Shit my shitty ass free (on my plan) Verizon phone runs adds when it goes into lock mode and then automatically goes to the "app store" when I press unlock to use my phone. I better be getting discounts for this shit. Soooooooooo. I went to see The Master. By myself. It's fucking weird and won't win best picture. I like PTA's work, Boogie Nights, There Will be Blood, etc but he is just making weird shit just to be weird. There were also two fat black women talking the entire fucking time like it was a Tyler Perry movie.
All of this fuckery about smartphones has made me realize how happy I've been for the last two months with no pestering device in my pocket. I finally accepted a cheap-ass flip phone from about 2003 as a gift, and I already want to throw it in a river. Spoiler
I have the oldest most basic phone. I bought it from Zack Morris. It takes twenty tribesman to Fitzcarraldo it around for me and the battery dims my entire end of the city when turned on.
I use it to break jewellery store windows. I make sure to wear the raccoon mask and striped shirt so I look the part.
Someone handed me an uncooked steak while I was drunk and for some reason I took a massive bite out of it. I'm paying for that decision today by being confined to my room and shitting nonstop.
THAT'S HOW WE FUCKING DO IT IN THE PALEO. Eat a raw steak and shit pure protein like a CAVEMAN WOLF, FUCK PEPPERIDGE FARM. HIGH FIVE A COW, BITCH! CHEW FOOD, SHIT RESULTS. I work out fucking P90x fuckin' 5 times in a row then rub the steak down my sweaty body instead of using salt. FUCKING ANIMAL. (Edit: I'm reading this in Howard Dean's We're going all the way to the White House!" voice.)

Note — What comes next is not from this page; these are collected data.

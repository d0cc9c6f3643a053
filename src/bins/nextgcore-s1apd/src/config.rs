//! S1AP task configuration
//!
//! Read from the `s1ap:` section of the YAML configuration file:
//!
//! ```yaml
//! s1ap:
//!   mme_name: nextgcore-mme
//!   relative_capacity: 10
//!   max_ues: 4096
//!   max_enbs: 128
//!   use_stateless: false
//!   ue_context_release_timer_secs: 4
//!   served_tais:
//!     - plmn_id: { mcc: 001, mnc: 01 }
//!       tac: 1
//!   served_gummeis:
//!     - plmn_id: { mcc: 001, mnc: 01 }
//!       mme_gid: 1
//!       mme_code: 1
//! ```

use std::path::Path;

use ogs_s1ap::{Gummei, PlmnId, ServedGummeiItem, Tai};
use serde::{Deserialize, Serialize};
use serde_yaml::Value;
use thiserror::Error;

/// Configuration errors
#[derive(Error, Debug)]
pub enum ConfigError {
    #[error("Failed to parse YAML config: {0}")]
    Yaml(#[from] serde_yaml::Error),
    #[error("Invalid PLMN in {section}: {reason}")]
    InvalidPlmn { section: &'static str, reason: String },
    #[error("Invalid value for {key}: {reason}")]
    InvalidValue { key: &'static str, reason: String },
}

pub type ConfigResult<T> = Result<T, ConfigError>;

/// S1AP task configuration
#[derive(Debug, Clone, PartialEq)]
pub struct S1apConfig {
    pub mme_name: Option<String>,
    pub relative_capacity: u8,
    /// UE table size hint
    pub max_ues: usize,
    /// eNB table size hint
    pub max_enbs: usize,
    /// Checkpoint state to the key/value store
    pub use_stateless: bool,
    pub ue_context_release_timer_secs: u32,
    pub served_tais: Vec<Tai>,
    pub served_gummeis: Vec<Gummei>,
}

impl Default for S1apConfig {
    fn default() -> Self {
        let plmn = PlmnId::new(1, 1, 2);
        Self {
            mme_name: Some("nextgcore-mme".to_string()),
            relative_capacity: 10,
            max_ues: 4096,
            max_enbs: 128,
            use_stateless: false,
            ue_context_release_timer_secs: 4,
            served_tais: vec![Tai { plmn, tac: 1 }],
            served_gummeis: vec![Gummei { plmn, mme_gid: 1, mme_code: 1 }],
        }
    }
}

impl S1apConfig {
    /// Load from a file. A missing or unreadable file yields the defaults.
    pub fn load(path: impl AsRef<Path>) -> ConfigResult<Self> {
        let path = path.as_ref();
        log::info!("Loading configuration from: {}", path.display());
        match std::fs::read_to_string(path) {
            Ok(content) => Self::from_yaml_str(&content),
            Err(e) => {
                log::warn!("Could not read config file '{}': {}. Using defaults.", path.display(), e);
                Ok(Self::default())
            }
        }
    }

    /// Parse a whole configuration document
    pub fn from_yaml_str(content: &str) -> ConfigResult<Self> {
        let yaml: Value = serde_yaml::from_str(content)?;
        let mut config = Self::default();

        let section: S1apSection = match yaml.get("s1ap") {
            Some(section) => serde_yaml::from_value(section.clone())?,
            None => {
                log::warn!("No 's1ap' section in config file");
                return Ok(config);
            }
        };

        if let Some(name) = section.mme_name {
            config.mme_name = Some(name);
        }
        if let Some(capacity) = section.relative_capacity {
            config.relative_capacity = capacity;
        }
        if let Some(max_ues) = section.max_ues {
            config.max_ues = max_ues;
        }
        if let Some(max_enbs) = section.max_enbs {
            config.max_enbs = max_enbs;
        }
        if let Some(stateless) = section.use_stateless {
            config.use_stateless = stateless;
        }
        if let Some(secs) = section.ue_context_release_timer_secs {
            if secs == 0 {
                return Err(ConfigError::InvalidValue {
                    key: "ue_context_release_timer_secs",
                    reason: "must be positive".to_string(),
                });
            }
            config.ue_context_release_timer_secs = secs;
        }
        if let Some(tais) = section.served_tais {
            config.served_tais = tais
                .iter()
                .map(|tai| {
                    Ok(Tai {
                        plmn: tai.plmn_id.to_plmn_id("served_tais")?,
                        tac: tai.tac,
                    })
                })
                .collect::<ConfigResult<_>>()?;
        }
        if let Some(gummeis) = section.served_gummeis {
            config.served_gummeis = gummeis
                .iter()
                .map(|g| {
                    Ok(Gummei {
                        plmn: g.plmn_id.to_plmn_id("served_gummeis")?,
                        mme_gid: g.mme_gid,
                        mme_code: g.mme_code,
                    })
                })
                .collect::<ConfigResult<_>>()?;
        }

        log::info!(
            "S1AP config: {} served TAI(s), {} GUMMEI(s), stateless {}",
            config.served_tais.len(),
            config.served_gummeis.len(),
            config.use_stateless
        );
        Ok(config)
    }

    pub fn ue_context_release_timer_msec(&self) -> u32 {
        self.ue_context_release_timer_secs.saturating_mul(1000)
    }

    /// Served GUMMEIs as carried in S1 Setup Response, one item each
    pub fn served_gummei_items(&self) -> Vec<ServedGummeiItem> {
        self.served_gummeis
            .iter()
            .map(|g| ServedGummeiItem {
                served_plmns: vec![g.plmn],
                served_group_ids: vec![g.mme_gid],
                served_mme_codes: vec![g.mme_code],
            })
            .collect()
    }
}

// ============================================================================
// Raw YAML section
// ============================================================================

#[derive(Debug, Clone, Default, Serialize, Deserialize)]
struct S1apSection {
    mme_name: Option<String>,
    relative_capacity: Option<u8>,
    max_ues: Option<usize>,
    max_enbs: Option<usize>,
    use_stateless: Option<bool>,
    ue_context_release_timer_secs: Option<u32>,
    served_tais: Option<Vec<TaiConf>>,
    served_gummeis: Option<Vec<GummeiConf>>,
}

#[derive(Debug, Clone, Serialize, Deserialize)]
struct TaiConf {
    plmn_id: PlmnConf,
    #[serde(default)]
    tac: u16,
}

#[derive(Debug, Clone, Serialize, Deserialize)]
struct GummeiConf {
    plmn_id: PlmnConf,
    #[serde(default)]
    mme_gid: u16,
    #[serde(default)]
    mme_code: u8,
}

/// MCC/MNC given either as a number or a string
#[derive(Debug, Clone, Serialize, Deserialize)]
#[serde(untagged)]
enum Digits {
    Number(u64),
    Text(String),
}

impl Digits {
    fn text(&self) -> String {
        match self {
            Digits::Number(n) => n.to_string(),
            Digits::Text(s) => s.clone(),
        }
    }
}

#[derive(Debug, Clone, Serialize, Deserialize)]
struct PlmnConf {
    mcc: Digits,
    mnc: Digits,
}

impl PlmnConf {
    fn to_plmn_id(&self, section: &'static str) -> ConfigResult<PlmnId> {
        let invalid = |reason: &str| ConfigError::InvalidPlmn {
            section,
            reason: reason.to_string(),
        };
        let (mcc, mnc) = (self.mcc.text(), self.mnc.text());
        let mcc_value: u16 = mcc.parse().map_err(|_| invalid("mcc is not numeric"))?;
        let mnc_value: u16 = mnc.parse().map_err(|_| invalid("mnc is not numeric"))?;
        if mcc_value > 999 || mnc_value > 999 {
            return Err(invalid("mcc/mnc out of range"));
        }
        // "001" keeps three MNC digits, 1 or "01" gives two
        let mnc_len = if mnc.len() == 3 { 3 } else { 2 };
        if mnc_len == 2 && mnc_value > 99 {
            return Err(invalid("mnc out of range"));
        }
        Ok(PlmnId::new(mcc_value, mnc_value, mnc_len))
    }
}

FUCK THAT PUSSY SHIT YO ILL EAT A STEAK LIKE TOTALLY RAW AND BITE THOUGH THE GODDAMN PLATE IN ONE BITE BECAUSE I HAVE STEEL JAWS. THEN I'LL PUNCH MY KID IN THE FACE JUST FOR LOOKIN AT ME. MAN UP, GIRL. GRAINS CAN SURF A PIECE OF SLIVER-FESTOONED PLYWOOD STRAIGHT UP MY ASS CAUSE ITS ALL ABOUT PRIMAL. PRIMAL, BITCH!!! I SLEEP IN A BED WATERBED FILLED WITH BACON GREASE AND SPOON WITH A CACTUS NOW IF YOU'LL EXCUSE MY FINE ASS IMMA BOUT TO CLUB ME A BITCH AND TAKER HER BACK TO MY CAVE FOR MAN-LOVE 101
I have the same phone with the same problem. The folks at Verizon were unable to figure out how or why this ocurrs. If I lose out on those Katy Perry tickets when I can't be the 127th caller to WSUX I'm gonna be pissed
Don't back down if The Mooch Man and Asshole Steve demand you slap your fleshcrank against the phone reciever "For all the LADIEEEEEES LISTENIN'!!!" Tolerate any and all sound bites, even the ones of people yelling spanish gobblygook.

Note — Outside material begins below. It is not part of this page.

//! NextGCore Database Interface Library
//!
//! Key/value persistence used by tasks that checkpoint their state.

pub mod kvstore;


pub use kvstore::{glob_match, InMemoryKvStore, KvResult, KvStore, KvStoreError};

Crazy people at the grocery store: don't have annoying fights in a crowded store over little smokey sausages and then ask ME my opinion on this food. Sincerely, don'twanttobeinvolved
Ow what I LOVE about this part of the world? Carnival games that us actual, real pellet guns. Aaaawesome!
I must confess, I have gravely sinned against the paleo Gods by consuming grain based products in conjunction aforementioned raw cow flesh. I will now commit ritualistic suicide to restore my honor and cleanse myself by performing the most paleo act ever, disemboweling myself and consuming my own intestines. This act will symbolize humanities primal nature as well as purging my body of the evil toxins of agriculture; having achieved primal enlightenment my spirit will transcend this earthly vessel into paleo-Valhalla where every day I will engage in the most intense Crossfit workout imaginable and consume the flesh of animals I killed with my bare hands.
Was at McDonald's for the first time in a looong time tonight. Me: Do you guys still have swirl ice cream? 16 year old McCashier: Uh, I don't think we've ever had that. FUCK YOU AND GET OFF MY LAWN!!! WHEN DID I GET OLD??? I should have said "whatever, I'll just take a pizza then."